Phytosterols are fat-soluble compounds found only in plants; they cannot be synthesized in human and are characterized to have a structure similar to that of cholesterol. Thanks to this chemical feature, when phytosterols are ingested, in the intestine, they are able to reduce the cholesterol solubility, excluding it from lipid micelles and to compete with free cholesterol uptake, thereby preventing the cholesterol intestinal absorption. To date, only three reports are investigated the phytosterols content and profile of whole hempseed [49,50] or hempseed oil [57] ( Table 5 ).

Table 5

Hempseed oil unsaponifiable matter: phytosterol profile.

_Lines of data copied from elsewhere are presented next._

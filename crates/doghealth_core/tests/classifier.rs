use doghealth_core::classify::classify_optional;
use doghealth_core::{classify, MedicalEventType};

#[test]
fn canonical_labels_classify_to_their_category() {
    for category in MedicalEventType::ALL {
        assert_eq!(classify(category.label()), category);
    }
}

#[test]
fn classification_ignores_case_and_separators() {
    assert_eq!(classify("vaccine"), MedicalEventType::Vaccine);
    assert_eq!(classify("  VET VISIT "), MedicalEventType::VetVisit);
    assert_eq!(classify("heartworm_treatment"), MedicalEventType::HeartwormTreatment);
    assert_eq!(classify("Flea-Preventative"), MedicalEventType::FleaPreventative);
}

#[test]
fn legacy_aliases_are_accepted() {
    assert_eq!(classify("Vaccination"), MedicalEventType::Vaccine);
    assert_eq!(classify("Heartworm"), MedicalEventType::HeartwormTreatment);
    assert_eq!(classify("Flea Treatment"), MedicalEventType::FleaPreventative);
    assert_eq!(classify("flea preventive"), MedicalEventType::FleaPreventative);
    assert_eq!(classify("Checkup"), MedicalEventType::VetVisit);
}

#[test]
fn unknown_and_empty_labels_fall_back_to_other() {
    assert_eq!(classify(""), MedicalEventType::Other);
    assert_eq!(classify("   "), MedicalEventType::Other);
    assert_eq!(classify("Grooming"), MedicalEventType::Other);
    assert_eq!(classify("Vaccine!"), MedicalEventType::Other);
    assert_eq!(classify_optional(None), MedicalEventType::Other);
    assert_eq!(classify_optional(Some("Vet")), MedicalEventType::VetVisit);
}

#[test]
fn from_str_and_serde_route_through_the_classifier() {
    let parsed: MedicalEventType = "heartworm treatment".parse().unwrap();
    assert_eq!(parsed, MedicalEventType::HeartwormTreatment);

    let decoded: MedicalEventType = serde_json::from_str("\"Flea Treatment\"").unwrap();
    assert_eq!(decoded, MedicalEventType::FleaPreventative);
    let unknown: MedicalEventType = serde_json::from_str("\"Bath\"").unwrap();
    assert_eq!(unknown, MedicalEventType::Other);

    assert_eq!(
        serde_json::to_string(&MedicalEventType::VetVisit).unwrap(),
        "\"Vet Visit\""
    );
}

#[test]
fn only_vaccine_flea_and_heartworm_are_protective() {
    let protective: Vec<MedicalEventType> = MedicalEventType::ALL
        .into_iter()
        .filter(|category| category.is_protective())
        .collect();
    assert_eq!(
        protective,
        vec![
            MedicalEventType::Vaccine,
            MedicalEventType::HeartwormTreatment,
            MedicalEventType::FleaPreventative,
        ]
    );
}
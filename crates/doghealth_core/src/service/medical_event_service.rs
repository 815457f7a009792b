//! Medical event use-case service.
//!
//! # Responsibility
//! - Provide add/edit/delete flows and the per-dog history listing.
//! - Keep `Dog::last_vet_visit` synchronized with the event history.
//!
//! # Invariants
//! - This service is the only writer of `Dog::last_vet_visit`. Any mutation
//!   touching a `VetVisit` event (before or after the change) recomputes it
//!   from stored events inside the same transaction as the event write, so a
//!   failed refresh leaves nothing committed.
//! - Category changes clear the sub-kind unless the new category is
//!   `Vaccine`.
//! - Protective events whose expiration precedes their occurrence are
//!   rejected here; reads stay tolerant of such legacy rows.

use crate::aggregate::latest_vet_visit_date;
use crate::model::dog::DogId;
use crate::model::event_type::MedicalEventType;
use crate::model::medical_event::{MedicalEvent, MedicalEventId};
use crate::model::validation::ValidationError;
use crate::repo::dog_repo::DogRepository;
use crate::repo::error::RepoError;
use crate::repo::medical_event_repo::{MedicalEventQuery, MedicalEventRepository};
use chrono::NaiveDate;
use log::{debug, info};
use std::error::Error;
use std::fmt::{Display, Formatter};

/// Service error for medical event use-cases.
#[derive(Debug)]
pub enum MedicalEventServiceError {
    DogNotFound(DogId),
    EventNotFound(MedicalEventId),
    Validation(ValidationError),
    Repo(RepoError),
}

impl Display for MedicalEventServiceError {
    fn fmt(&self, f: &mut Formatter<'_>) -> std::fmt::Result {
        match self {
            Self::DogNotFound(id) => write!(f, "dog not found: {id}"),
            Self::EventNotFound(id) => write!(f, "medical event not found: {id}"),
            Self::Validation(err) => write!(f, "{err}"),
            Self::Repo(err) => write!(f, "{err}"),
        }
    }
}

impl Error for MedicalEventServiceError {
    fn source(&self) -> Option<&(dyn Error + 'static)> {
        match self {
            Self::Validation(err) => Some(err),
            Self::Repo(err) => Some(err),
            _ => None,
        }
    }
}

impl From<ValidationError> for MedicalEventServiceError {
    fn from(value: ValidationError) -> Self {
        Self::Validation(value)
    }
}

impl From<RepoError> for MedicalEventServiceError {
    fn from(value: RepoError) -> Self {
        match value {
            RepoError::NotFound { entity: "dog", id } => Self::DogNotFound(id),
            RepoError::NotFound { id, .. } => Self::EventNotFound(id),
            RepoError::Validation(err) => Self::Validation(err),
            other => Self::Repo(other),
        }
    }
}

/// Input of the add-event flow.
#[derive(Debug, Clone, PartialEq, Eq)]
pub struct NewMedicalEvent {
    pub dog_id: DogId,
    pub category: MedicalEventType,
    /// Ignored unless `category` is `Vaccine`.
    pub sub_kind: Option<String>,
    pub description: Option<String>,
    pub occurrence_date: NaiveDate,
    /// Defaults to `occurrence_date` for non-protective categories.
    pub expiration_date: Option<NaiveDate>,
    /// Defaults to `occurrence_date` for non-protective categories.
    pub reminder_date: Option<NaiveDate>,
}

impl NewMedicalEvent {
    pub fn new(dog_id: DogId, category: MedicalEventType, occurrence_date: NaiveDate) -> Self {
        Self {
            dog_id,
            category,
            sub_kind: None,
            description: None,
            occurrence_date,
            expiration_date: None,
            reminder_date: None,
        }
    }
}

/// Edit of an existing event. `None` leaves a field unchanged; the inner
/// `Option` clears optional fields.
#[derive(Debug, Clone, Default, PartialEq, Eq)]
pub struct MedicalEventEdit {
    pub category: Option<MedicalEventType>,
    pub sub_kind: Option<Option<String>>,
    pub description: Option<Option<String>>,
    pub occurrence_date: Option<NaiveDate>,
    pub expiration_date: Option<Option<NaiveDate>>,
    pub reminder_date: Option<Option<NaiveDate>>,
}

impl MedicalEventEdit {
    fn apply_to(self, event: &mut MedicalEvent) {
        if let Some(category) = self.category {
            event.set_category(category);
        }
        if let Some(sub_kind) = self.sub_kind {
            event.set_sub_kind(sub_kind.as_deref());
        }
        if let Some(description) = self.description {
            event.description = normalize_description(description);
        }
        if let Some(occurrence_date) = self.occurrence_date {
            event.occurrence_date = occurrence_date;
        }
        if let Some(expiration_date) = self.expiration_date {
            event.expiration_date = expiration_date;
        }
        if let Some(reminder_date) = self.reminder_date {
            event.reminder_date = reminder_date;
        }
    }
}

/// Medical event service over event and dog repositories.
pub struct MedicalEventService<E: MedicalEventRepository, D: DogRepository> {
    events: E,
    dogs: D,
}

impl<E: MedicalEventRepository, D: DogRepository> MedicalEventService<E, D> {
    pub fn new(events: E, dogs: D) -> Self {
        Self { events, dogs }
    }

    /// Records a new event for an existing dog.
    pub fn add_event(
        &self,
        request: NewMedicalEvent,
    ) -> Result<MedicalEvent, MedicalEventServiceError> {
        self.ensure_dog_exists(request.dog_id)?;

        let mut event = MedicalEvent::new(request.dog_id, request.category, request.occurrence_date);
        event.set_sub_kind(request.sub_kind.as_deref());
        event.description = normalize_description(request.description);
        event.expiration_date = request.expiration_date;
        event.reminder_date = request.reminder_date;
        event.apply_schedule_defaults();
        event.validate()?;

        self.events.in_transaction(|| {
            self.events.create_event(&event)?;
            if event.category == MedicalEventType::VetVisit {
                self.refresh_last_vet_visit(event.dog_id)?;
            }
            Ok::<_, MedicalEventServiceError>(())
        })?;
        info!(
            "event=medical_event_create module=service status=ok dog_id={} event_id={} category={}",
            event.dog_id,
            event.id,
            event.category.label()
        );
        Ok(event)
    }

    /// Applies an edit and returns the stored event.
    pub fn edit_event(
        &self,
        id: MedicalEventId,
        edit: MedicalEventEdit,
    ) -> Result<MedicalEvent, MedicalEventServiceError> {
        let mut event = self
            .events
            .get_event(id)?
            .ok_or(MedicalEventServiceError::EventNotFound(id))?;
        let previous_category = event.category;

        edit.apply_to(&mut event);
        event.apply_schedule_defaults();
        event.validate()?;
        let touches_vet_visit = previous_category == MedicalEventType::VetVisit
            || event.category == MedicalEventType::VetVisit;
        self.events.in_transaction(|| {
            self.events.update_event(&event)?;
            if touches_vet_visit {
                self.refresh_last_vet_visit(event.dog_id)?;
            }
            Ok::<_, MedicalEventServiceError>(())
        })?;
        info!(
            "event=medical_event_update module=service status=ok dog_id={} event_id={} category={}",
            event.dog_id,
            event.id,
            event.category.label()
        );
        Ok(event)
    }

    /// Deletes one event.
    pub fn delete_event(&self, id: MedicalEventId) -> Result<(), MedicalEventServiceError> {
        let event = self
            .events
            .get_event(id)?
            .ok_or(MedicalEventServiceError::EventNotFound(id))?;
        self.events.in_transaction(|| {
            self.events.delete_event(id)?;
            if event.category == MedicalEventType::VetVisit {
                self.refresh_last_vet_visit(event.dog_id)?;
            }
            Ok::<_, MedicalEventServiceError>(())
        })?;
        info!(
            "event=medical_event_delete module=service status=ok dog_id={} event_id={id}",
            event.dog_id
        );
        Ok(())
    }

    pub fn get_event(
        &self,
        id: MedicalEventId,
    ) -> Result<Option<MedicalEvent>, MedicalEventServiceError> {
        Ok(self.events.get_event(id)?)
    }

    /// Medical history of one dog, most recent first.
    pub fn history(&self, dog_id: DogId) -> Result<Vec<MedicalEvent>, MedicalEventServiceError> {
        self.ensure_dog_exists(dog_id)?;
        Ok(self.events.list_events(&MedicalEventQuery::for_dog(dog_id))?)
    }

    /// Recomputes and stores `Dog::last_vet_visit` from the event history.
    ///
    /// Also usable to repair stores written by older builds.
    pub fn refresh_last_vet_visit(
        &self,
        dog_id: DogId,
    ) -> Result<Option<NaiveDate>, MedicalEventServiceError> {
        let visits = self.events.list_events(
            &MedicalEventQuery::for_dog(dog_id).with_category(MedicalEventType::VetVisit),
        )?;
        let latest = latest_vet_visit_date(&visits);
        self.dogs.set_last_vet_visit(dog_id, latest)?;
        debug!(
            "event=last_vet_visit_refresh module=service status=ok dog_id={dog_id} visit_count={}",
            visits.len()
        );
        Ok(latest)
    }

    fn ensure_dog_exists(&self, dog_id: DogId) -> Result<(), MedicalEventServiceError> {
        match self.dogs.get_dog(dog_id)? {
            Some(_) => Ok(()),
            None => Err(MedicalEventServiceError::DogNotFound(dog_id)),
        }
    }
}

fn normalize_description(description: Option<String>) -> Option<String> {
    description.filter(|value| !value.trim().is_empty())
}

Type of Analysed Sample Total Phytosterols β-Sitosterol Stigmasterol Campesterol Ref.
mg/100 g seed
Whole seed n.a. 53.61 ± 3.15 2.47 ± 0.25 11.54 ± 1.03 [49]
Whole seed 124 ± 12 79.7 ± 0.1 3.4 ± 0.9 7.3 ± 0.6 [50]
mg/100 g oil
Oil 279.37 ± 12.43 190.5 ± 5.93 10.02 ± 0.75 50.57 ± 3.20 [57]

Data are expressed as mean ± standard deviation. n.a.: not available.

As noted for tocopherol content, the total phytosterol content is more concentrated when expressed for hempseed oil rather than for whole seeds. Anyway, the most abundant phytosterol has been shown to be β-sitosterol with a value of 190.5 mg/100 g for hempseed oil [57] and 79.7 [50] and 53.61 mg/100 g [49] for the whole hempseed belonging to two different cvs. β-sitosterol in the seed plays an important role in the fluidity of plant cell and membrane and has a role in cellular differentiation. In humans, it can be effective to reduce hypercholesterolemia; can have favorable effects against colon cancer; and possesses antiviral, antifungal, and anti-inflammatory properties [50]. According to Vecka and colleagues [50], the amount of β-sitosterol in whole hempseed is higher than in linseed (79.7 vs. 55.4 mg/100 g seeds) and it is similar to the richest source of β-sitosterol analysed in the same study, namely pistachio (85.9 mg/100g seeds). The other two main phytosterols found in hempseed are campesterol and stigmasterol. The latter was described as a compound able to inhibit several pro-inflammatory factors and potentially effective in the prevention of osteoarthritis [50].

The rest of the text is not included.